Le contrôleur, c’était le type (généralement un militaire à la retraite) qui faisait exactement le même job que vous, mais dont le rôle était de surveiller les surveillants ! Je ne me suis jamais fait prendre, car je ne dormais que d’un œil… Et comme je suis un excellent acteur, j’arrivais toujours à avoir l’air éveillé, même si je sortais d’un sommeil profond ! Mais nous rivalisions tous d’astuces pour tromper nos employeurs… Chacun avait son propre truc. Un de mes collègues, qui faisait ce job la nuit -mais était paysagiste le jour- avait trouvé une très bonne parade : il y avait -dans les toilettes au rez-de-chaussée de la tour- un grand placard technique vide, qui contournait le conduit de l’ascenseur, et dont nous seuls avions la clé. Le petit malin y avait installé un lit picot (vous savez, le lit pliable de l’armée, en toile kaki) sur lequel il allait régulièrement piquer son petit roupillon. Et si jamais le contrôleur arrivait, il pouvait toujours prétexter qu’il était aux toilettes !
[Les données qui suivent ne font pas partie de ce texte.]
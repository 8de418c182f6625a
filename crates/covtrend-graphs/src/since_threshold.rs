//! One geography re-indexed to days since its nth case.

use crate::chart::Chart;
use crate::renderer::color_hex;
use crate::{AxisScale, DataPoint, DataSet, GraphConfig, GraphRenderer, LineChartRenderer, XAxis};
use covtrend_common::{ordinal, CaseType, CovError, Geography, Result};
use covtrend_data::{since_threshold, Dataset, SinceSeries};
use plotters::style::RGBColor;
use tracing::warn;

pub const SINCE_COLOR: RGBColor = RGBColor(31, 119, 180);

/// `Days since 100th confirmed case`
pub fn days_since_label(threshold: u64, case_type: CaseType) -> String {
    format!("Days since {} {} case", ordinal(threshold), case_type)
}

/// A threshold as a count comparable with table values.
pub(crate) fn threshold_count(threshold: u64) -> Result<i64> {
    i64::try_from(threshold).map_err(|_| {
        CovError::validation_field(format!("threshold {threshold} is out of range"), "threshold")
    })
}

/// Log-scale line from the day the threshold was reached.
///
/// A geography that never reaches the threshold still gets a chart, with
/// empty axes.
#[derive(Debug, Clone)]
pub struct SinceThresholdGraph {
    geography: Geography,
    case_type: CaseType,
    threshold: u64,
    series: Option<SinceSeries>,
}

impl SinceThresholdGraph {
    pub fn from_dataset(
        dataset: &Dataset,
        case_type: CaseType,
        threshold: u64,
        geography: &Geography,
    ) -> Result<Self> {
        let table = dataset.get(case_type)?;
        let series = since_threshold(&table, threshold_count(threshold)?, geography)?;
        if series.is_none() {
            warn!(
                "{} never reached {} {} cases; drawing empty axes",
                geography, threshold, case_type
            );
        }

        Ok(Self {
            geography: geography.clone(),
            case_type,
            threshold,
            series,
        })
    }

    pub fn series(&self) -> Option<&SinceSeries> {
        self.series.as_ref()
    }
}

impl Chart for SinceThresholdGraph {
    fn file_stem(&self) -> String {
        format!("case_first_{}", self.case_type)
    }

    fn graph_config(&self) -> GraphConfig {
        GraphConfig {
            title: self.geography.title(),
            x_label: Some(days_since_label(self.threshold, self.case_type)),
            y_label: Some("Number of cases".to_string()),
            y_scale: AxisScale::Log,
            x_axis: XAxis::Index,
            ..GraphConfig::default()
        }
    }

    fn datasets(&self) -> Vec<DataSet> {
        self.series
            .iter()
            .map(|series| {
                let points = series
                    .points
                    .iter()
                    .map(|p| DataPoint::new(f64::from(p.day), p.value as f64))
                    .collect();
                DataSet::new(self.geography.title(), points).with_color(color_hex(SINCE_COLOR))
            })
            .collect()
    }

    fn renderer(&self) -> Box<dyn GraphRenderer> {
        Box::new(LineChartRenderer::new().allow_empty(true))
    }
}
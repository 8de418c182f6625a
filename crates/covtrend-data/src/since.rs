//! Re-indexing a series to "days since the nth case".

use crate::table::TimeSeriesTable;
use chrono::NaiveDate;
use covtrend_common::{Geography, Result};
use serde::{Deserialize, Serialize};

/// One point of an aligned series.
#[derive(Debug, Clone, Copy, PartialEq, Eq, Serialize, Deserialize)]
pub struct SincePoint {
    /// Days since the threshold was first reached.
    pub day: u32,
    pub date: NaiveDate,
    pub value: i64,
}

/// A series starting at the first date its value reached `threshold`.
#[derive(Debug, Clone, PartialEq, Eq, Serialize, Deserialize)]
pub struct SinceSeries {
    pub geography: Geography,
    pub threshold: i64,
    pub points: Vec<SincePoint>,
}

impl SinceSeries {
    /// Date of day zero.
    pub fn start_date(&self) -> Option<NaiveDate> {
        self.points.first().map(|p| p.date)
    }

    /// The most recent point.
    pub fn last(&self) -> Option<&SincePoint> {
        self.points.last()
    }

    pub fn len(&self) -> usize {
        self.points.len()
    }

    pub fn is_empty(&self) -> bool {
        self.points.is_empty()
    }
}

/// Align `geography`'s series so day zero is the first value `>= threshold`.
///
/// Returns `Ok(None)` when the threshold is never reached and an error when
/// the geography is not in the table.
pub fn since_threshold(
    table: &TimeSeriesTable,
    threshold: i64,
    geography: &Geography,
) -> Result<Option<SinceSeries>> {
    let series = table.series(geography)?;

    let points: Vec<SincePoint> = series
        .points()
        .filter(|&(_, value)| value >= threshold)
        .zip(0u32..)
        .map(|((date, value), day)| SincePoint { day, date, value })
        .collect();

    if points.is_empty() {
        return Ok(None);
    }

    Ok(Some(SinceSeries {
        geography: geography.clone(),
        threshold,
        points,
    }))
}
Plus tard, notre employeur qui n’utilisait plus de contrôleurs (trop chers), avait trouvé une solution pour nous forcer à rester éveillés… Il nous avait équipés d’un système de bip « homme mort », dont l’alarme infernale se mettait en route dès que nous ne bougions plus. Si par hasard nous laissions sonner plus d’une minute, l’engin envoyait un signal radio au poste de sécurité de l’entreprise, qui nous envoyait un intervenant, voire la police… Même assis, nous étions obligés de remuer toutes les deux minutes, afin d’acquitter l’alarme…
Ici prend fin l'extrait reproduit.